Der Abschluss sieht ab 1. Oktober 2026 Lohnerhöhungen von durchschnittlich 3,02 Prozent vor. Bei Lehrlingen beträgt das Plus im Schnitt 3,44 Prozent. In der Lohngruppe 5 – der größten Beschäftigtengruppe der Branche – gibt es eine Erhöhung von 3,48 Prozent. Zusätzlich wurde für den Großteil der Beschäftigten eine fixe Prämie und die Möglichkeit einer freiwilligen steuerfreien Prämie vereinbart.
Der Kollektivvertrag gilt für rund 250.000 Beschäftigte im Tourismus
Die Verhandlungen verliefen zäh: Vier Runden endeten ohne Ergebnis. Es folgten ein einseitiger Abbruch durch die Wirtschaftskammer und eine Protestaktion der Beschäftigten. Der Kollektivvertrag für die Tourismusbranche gilt für rund 250.000 Beschäftigte in der Hotellerie und Gastronomie.

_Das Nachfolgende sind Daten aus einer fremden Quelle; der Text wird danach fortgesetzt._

//! Native value schemas.
//!
//! A value has two machine-level shapes:
//!
//! - its **canonical** explosion: one word per scalar component, in field
//!   order (`(i8, i16, f64)` explodes to three words);
//! - its **native** shape: what the calling convention actually passes.
//!   Adjacent small integers share one register word, each at a bit offset;
//!   floats and 64-bit scalars take a word of their own.
//!
//! When the native shape needs more than the configured number of words,
//! the value is passed indirectly: the caller supplies the address of its
//! canonical explosion in memory (one word per component).

use smallvec::SmallVec;

use relay_ir::ScalarKind;

use crate::error::internal_error;
use crate::layout::WORD_SIZE;

/// A canonical component placed at a bit offset within a native word.
#[derive(Clone, Copy, Debug, PartialEq, Eq, Hash)]
pub struct Piece {
    /// Index into the canonical explosion.
    pub component: u32,
    pub shift: u32,
}

/// One native register word.
#[derive(Clone, Debug, PartialEq, Eq, Hash)]
pub struct NativeWord {
    pub kind: ScalarKind,
    pub pieces: SmallVec<[Piece; 4]>,
}

/// How values of one type cross a call boundary.
#[derive(Clone, Debug, PartialEq, Eq, Hash)]
pub enum NativeValueSchema {
    /// Passed in registers.
    Direct {
        canonical: SmallVec<[ScalarKind; 4]>,
        words: Vec<NativeWord>,
    },
    /// Passed by address of the canonical explosion.
    Indirect {
        canonical: SmallVec<[ScalarKind; 4]>,
    },
}

impl NativeValueSchema {
    /// Pack `canonical` into native words, falling back to indirect passing
    /// past `max_direct_words`.
    pub fn compute(canonical: &[ScalarKind], max_direct_words: usize) -> Self {
        let mut words: Vec<NativeWord> = Vec::with_capacity(canonical.len());
        let mut used_bits = 0;
        let mut packing = false;

        for (i, &kind) in canonical.iter().enumerate() {
            #[expect(clippy::cast_possible_truncation, reason = "component count is tiny")]
            let component = i as u32;
            if kind.is_packable_integer() {
                let fits = packing && used_bits + kind.bits() <= 64;
                if let (true, Some(word)) = (fits, words.last_mut()) {
                    word.pieces.push(Piece {
                        component,
                        shift: used_bits,
                    });
                    word.kind = ScalarKind::I64;
                    used_bits += kind.bits();
                    continue;
                }
                words.push(NativeWord {
                    kind,
                    pieces: SmallVec::from_slice(&[Piece {
                        component,
                        shift: 0,
                    }]),
                });
                used_bits = kind.bits();
                packing = true;
            } else {
                words.push(NativeWord {
                    kind,
                    pieces: SmallVec::from_slice(&[Piece {
                        component,
                        shift: 0,
                    }]),
                });
                packing = false;
            }
        }

        let canonical = SmallVec::from_slice(canonical);
        if words.len() > max_direct_words {
            NativeValueSchema::Indirect { canonical }
        } else {
            NativeValueSchema::Direct { canonical, words }
        }
    }

    pub fn requires_indirect(&self) -> bool {
        matches!(self, NativeValueSchema::Indirect { .. })
    }

    /// Component kinds of the canonical explosion.
    pub fn canonical(&self) -> &[ScalarKind] {
        match self {
            NativeValueSchema::Direct { canonical, .. }
            | NativeValueSchema::Indirect { canonical } => canonical,
        }
    }

    /// Kinds of the native words; empty when passed indirectly.
    pub fn native_kinds(&self) -> SmallVec<[ScalarKind; 4]> {
        match self {
            NativeValueSchema::Direct { words, .. } => words.iter().map(|w| w.kind).collect(),
            NativeValueSchema::Indirect { .. } => SmallVec::new(),
        }
    }

    /// Bytes occupied by the canonical explosion in memory.
    pub fn size_in_bytes(&self) -> u32 {
        #[expect(clippy::cast_possible_truncation, reason = "component count is tiny")]
        let n = self.canonical().len() as u32;
        n * WORD_SIZE
    }

    fn words(&self) -> &[NativeWord] {
        match self {
            NativeValueSchema::Direct { words, .. } => words,
            NativeValueSchema::Indirect { .. } => {
                internal_error("indirect values have no native words")
            }
        }
    }

    /// Reassemble native words into the canonical explosion.
    ///
    /// # Panics
    ///
    /// Panics on an indirect schema or a word count mismatch.
    pub fn map_from_native(&self, native: &[u64]) -> SmallVec<[u64; 4]> {
        let words = self.words();
        if native.len() != words.len() {
            internal_error(format_args!(
                "native word count mismatch: {} words for a {}-word schema",
                native.len(),
                words.len()
            ));
        }
        let canonical = self.canonical();
        let mut out: SmallVec<[u64; 4]> = SmallVec::from_elem(0, canonical.len());
        for (word, &bits) in words.iter().zip(native) {
            for piece in &word.pieces {
                let kind = canonical[piece.component as usize];
                out[piece.component as usize] = (bits >> piece.shift) & kind.mask();
            }
        }
        out
    }

    /// Pack the canonical explosion into native words.
    ///
    /// # Panics
    ///
    /// Panics on an indirect schema or a component count mismatch.
    pub fn map_to_native(&self, canonical_values: &[u64]) -> SmallVec<[u64; 4]> {
        let words = self.words();
        let canonical = self.canonical();
        if canonical_values.len() != canonical.len() {
            internal_error(format_args!(
                "canonical component count mismatch: {} values for {} components",
                canonical_values.len(),
                canonical.len()
            ));
        }
        words
            .iter()
            .map(|word| {
                word.pieces.iter().fold(0u64, |acc, piece| {
                    let kind = canonical[piece.component as usize];
                    acc | ((canonical_values[piece.component as usize] & kind.mask())
                        << piece.shift)
                })
            })
            .collect()
    }
}
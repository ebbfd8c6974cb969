//! Thunk generation options.

use relay_abi::{parse_key, PointerAuthSchema};

/// Options shared by every thunk a [`ThunkModule`](crate::ThunkModule)
/// emits.
#[derive(Debug, Clone, Copy, PartialEq, Eq)]
pub struct ThunkOptions {
    /// Signing schema for class method pointers; `None` disables pointer
    /// authentication.
    pub pointer_auth: Option<PointerAuthSchema>,
    /// Emit batches of thunks on the rayon thread pool.
    pub parallel: bool,
}

impl Default for ThunkOptions {
    fn default() -> Self {
        Self {
            pointer_auth: None,
            parallel: true,
        }
    }
}

impl ThunkOptions {
    /// Read options from the environment.
    ///
    /// - `RELAY_PTRAUTH`: `off`, `ia`, `ib`, `da` or `db`
    /// - `RELAY_SERIAL_EMIT`: any value other than `0` disables parallel
    ///   emission
    pub fn from_env() -> Self {
        Self::from_vars(
            std::env::var("RELAY_PTRAUTH").ok().as_deref(),
            std::env::var("RELAY_SERIAL_EMIT").ok().as_deref(),
        )
    }

    /// Build options from raw variable values.
    pub fn from_vars(ptrauth: Option<&str>, serial_emit: Option<&str>) -> Self {
        let mut options = Self::default();
        if let Some(value) = ptrauth {
            match value.trim() {
                "" | "off" | "none" => {}
                name => match parse_key(name) {
                    Some(key) => options.pointer_auth = Some(PointerAuthSchema::new(key)),
                    None => tracing::warn!(value = name, "ignoring unknown RELAY_PTRAUTH key"),
                },
            }
        }
        if let Some(value) = serial_emit {
            options.parallel = value.trim() == "0";
        }
        options
    }

    #[must_use]
    pub fn with_pointer_auth(mut self, schema: PointerAuthSchema) -> Self {
        self.pointer_auth = Some(schema);
        self
    }

    #[must_use]
    pub fn serial(mut self) -> Self {
        self.parallel = false;
        self
    }
}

Bei der Gewerkschaft Vida zeigt man sich bedingt zufrieden mit dem Ergebnis: „Das ist kein Triumph, und das behauptet auch niemand. Aber es ist der Beweis, dass sich Standhalten auszahlt“, heißt es von Vida-Verhandlungsführerin Eva Eberhart in einer Aussendung.
An den ursprünglichen Angeboten der Arbeitgeberseite übt sie Kritik: „Rekordnächtigungen, Rekordumsätze, eine Saison, die alle Erwartungen sprengt – und gleichzeitig ein Angebot, das die Beschäftigten real noch ärmer gemacht hätte. Vom Erfolg hat im Tourismus immer nur einer was, und zwar leider nicht die Beschäftigten.“
Gewerkschaft wirft der Bundesregierung vor, sie würden Lohndumping unterstützen
Und auch an der Arbeitsmarktpolitik der Bundesregierung stört sich die Gewerkschaft. Dass die Tourismusstaatssekretärin Elisabeth Zehetner (ÖVP) etwa wie zuletzt angekündigt in Griechenland Personal anworben will, sei das völlig falsche Signal: „Wer über Rot-Weiß-Rot-Karten und Saisonkontingente immer neue Arbeitskräfte in genau jene Branchen holt, die ihre bestehenden Beschäftigten nicht einmal inflationsgerecht bezahlen, behebt keinen Mangel, er subventioniert Lohndumping“, so Vida-Vorsitzender Roman Hebenstreit.
Von der Arbeitgeberseite gab es zunächst keinen Kommentar zum Ergebnis.